Corporate ownership. C corporations can have an unlimited number of shareholders, while S corporations are restricted to no more than 100 shareholders. Also, C corporations can have non-US citizens/residents as shareholders, but S corporations cannot. S corporations cannot be owned by C corporations, other S corporations, LLCs, partnerships, or many trusts. C corporations are not subject to those same restrictions
WHAT IS A LIMITED LIABILITY COMPANY?
The Limited Liability Company (LLC) offers an alternative to corporations and partnerships by combining the corporate advantage of limited liability protection with the partnership advantage of pass-through taxation. With this tax status, the LLC’s income is not taxed at the entity level; however, the LLC typically completes a partnership return if the LLC has more than one owner. The LLC’s income or loss is passed through the LLC and reported on owners’ individual tax returns. Tax is then paid at the individual level.

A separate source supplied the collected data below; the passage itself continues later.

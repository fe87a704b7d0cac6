//! # Configuration Module
//!
//! Application settings come from the environment, optionally seeded from a
//! `.env` file in the working directory.
//!
//! ## Environment Variables
//!
//! | Variable | Default |
//! |---|---|
//! | `SERVER_HOST` | `0.0.0.0` |
//! | `SERVER_PORT` | `3000` |
//! | `APP_NAME` | `WentFramework API` |
//! | `APP_VERSION` | `1.0.0` |
//! | `APP_ENV` | `development` |
//! | `SWAGGER_OUTPUT` | `docs/swagger.json` |
//! | `WENT_STACK_SIZE` | `0x4000` (decimal or `0x` hex) |
//!
//! ## Usage
//!
//! ```rust
//! use went::config::AppConfig;
//!
//! let config = AppConfig::default();
//! assert_eq!(config.bind_addr(), "0.0.0.0:3000");
//! assert_eq!(config.doc_info().host, "localhost:3000");
//! ```

use crate::openapi::DocInfo;
use std::env;
use std::path::PathBuf;
use tracing::debug;

const DEFAULT_STACK_SIZE: usize = 0x4000;
const DOC_DESCRIPTION: &str = "Auto-generated API documentation for WentFramework";

#[derive(Debug, Clone, PartialEq, Eq)]
pub struct AppConfig {
    pub host: String,
    pub port: u16,
    pub app_name: String,
    pub app_version: String,
    /// `development`, `production`, ...
    pub app_env: String,
    /// Where `docs generate` writes the document
    pub swagger_output: PathBuf,
    /// Stack size for request coroutines in bytes
    pub stack_size: usize,
}

impl Default for AppConfig {
    fn default() -> Self {
        Self {
            host: "0.0.0.0".to_string(),
            port: 3000,
            app_name: "WentFramework API".to_string(),
            app_version: "1.0.0".to_string(),
            app_env: "development".to_string(),
            swagger_output: PathBuf::from("docs/swagger.json"),
            stack_size: DEFAULT_STACK_SIZE,
        }
    }
}

impl AppConfig {
    /// Read configuration from the process environment.
    pub fn from_env() -> Self {
        Self::from_lookup(|key| env::var(key).ok())
    }

    /// Read configuration through `lookup`. Unset or unparsable values fall
    /// back to the defaults.
    pub fn from_lookup<F>(lookup: F) -> Self
    where
        F: Fn(&str) -> Option<String>,
    {
        let defaults = Self::default();
        let non_empty = |key: &str| lookup(key).filter(|v| !v.trim().is_empty());

        let port = match non_empty("SERVER_PORT") {
            Some(raw) => raw.trim().parse().unwrap_or_else(|_| {
                debug!(value = %raw, "Ignoring invalid SERVER_PORT");
                defaults.port
            }),
            None => defaults.port,
        };

        Self {
            host: non_empty("SERVER_HOST").unwrap_or(defaults.host),
            port,
            app_name: non_empty("APP_NAME").unwrap_or(defaults.app_name),
            app_version: non_empty("APP_VERSION").unwrap_or(defaults.app_version),
            app_env: non_empty("APP_ENV").unwrap_or(defaults.app_env),
            swagger_output: non_empty("SWAGGER_OUTPUT")
                .map(PathBuf::from)
                .unwrap_or(defaults.swagger_output),
            stack_size: non_empty("WENT_STACK_SIZE")
                .and_then(|v| parse_size(&v))
                .unwrap_or(defaults.stack_size),
        }
    }

    /// Address the HTTP server binds to.
    #[must_use]
    pub fn bind_addr(&self) -> String {
        format!("{}:{}", self.host, self.port)
    }

    /// Host advertised in the generated document. A wildcard bind address is
    /// not reachable, so it is advertised as `localhost`.
    #[must_use]
    pub fn public_host(&self) -> String {
        let host = match self.host.as_str() {
            "0.0.0.0" | "::" | "[::]" => "localhost",
            other => other,
        };
        format!("{host}:{}", self.port)
    }

    /// Metadata for the OpenAPI document.
    #[must_use]
    pub fn doc_info(&self) -> DocInfo {
        DocInfo {
            title: self.app_name.clone(),
            version: self.app_version.clone(),
            description: DOC_DESCRIPTION.to_string(),
            host: self.public_host(),
            base_path: "/api".to_string(),
        }
    }
}

/// Whether an `APP_ENV` value names the production environment.
#[must_use]
pub fn is_production_env(app_env: &str) -> bool {
    app_env.trim().eq_ignore_ascii_case("production")
}

fn parse_size(raw: &str) -> Option<usize> {
    let raw = raw.trim();
    match raw.strip_prefix("0x").or_else(|| raw.strip_prefix("0X")) {
        Some(hex) => usize::from_str_radix(hex, 16).ok(),
        None => raw.parse().ok(),
    }
}

/// Load `.env` from the working directory into the process environment.
/// Variables already set are left alone; a missing file is not an error.
pub fn load_dotenv() {
    match dotenv::dotenv() {
        Ok(path) => debug!(path = %path.display(), "Loaded .env"),
        Err(err) => debug!(error = %err, "No .env loaded"),
    }
}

You form an LLC by filing incorporation (organizational) documents with your state and paying the related filing fees. LLCs also have fewer ongoing formalities and obligations than corporations.
WHO SHOULD CONSIDER AN LLC?
AN LLC MIGHT BE THE RIGHT TYPE OF BUSINESS FOR YOU IF:
You want management flexibility, since LLCs offer more flexibility than corporations in terms of how the management of the business is structured.
You wish to minimize ongoing formalities. Unlike corporations, which are required to hold annual meetings of directors and shareholders and keep detailed documents and records for all corporate meetings and major business decisions, LLCs do not face strict ongoing meeting and documentation requirements.
You want flexibility for sharing profits among owners.
Disadvantages of an LLC
Taxes will be higher since they are usually subjected to self employment tax
No bylaws, or Board of Directors leads to confusion about who is in charge, so it will be harder to find investors
Can’t sell or give stock options to employees. Can only sell percentage of business, making it hard to sell the business.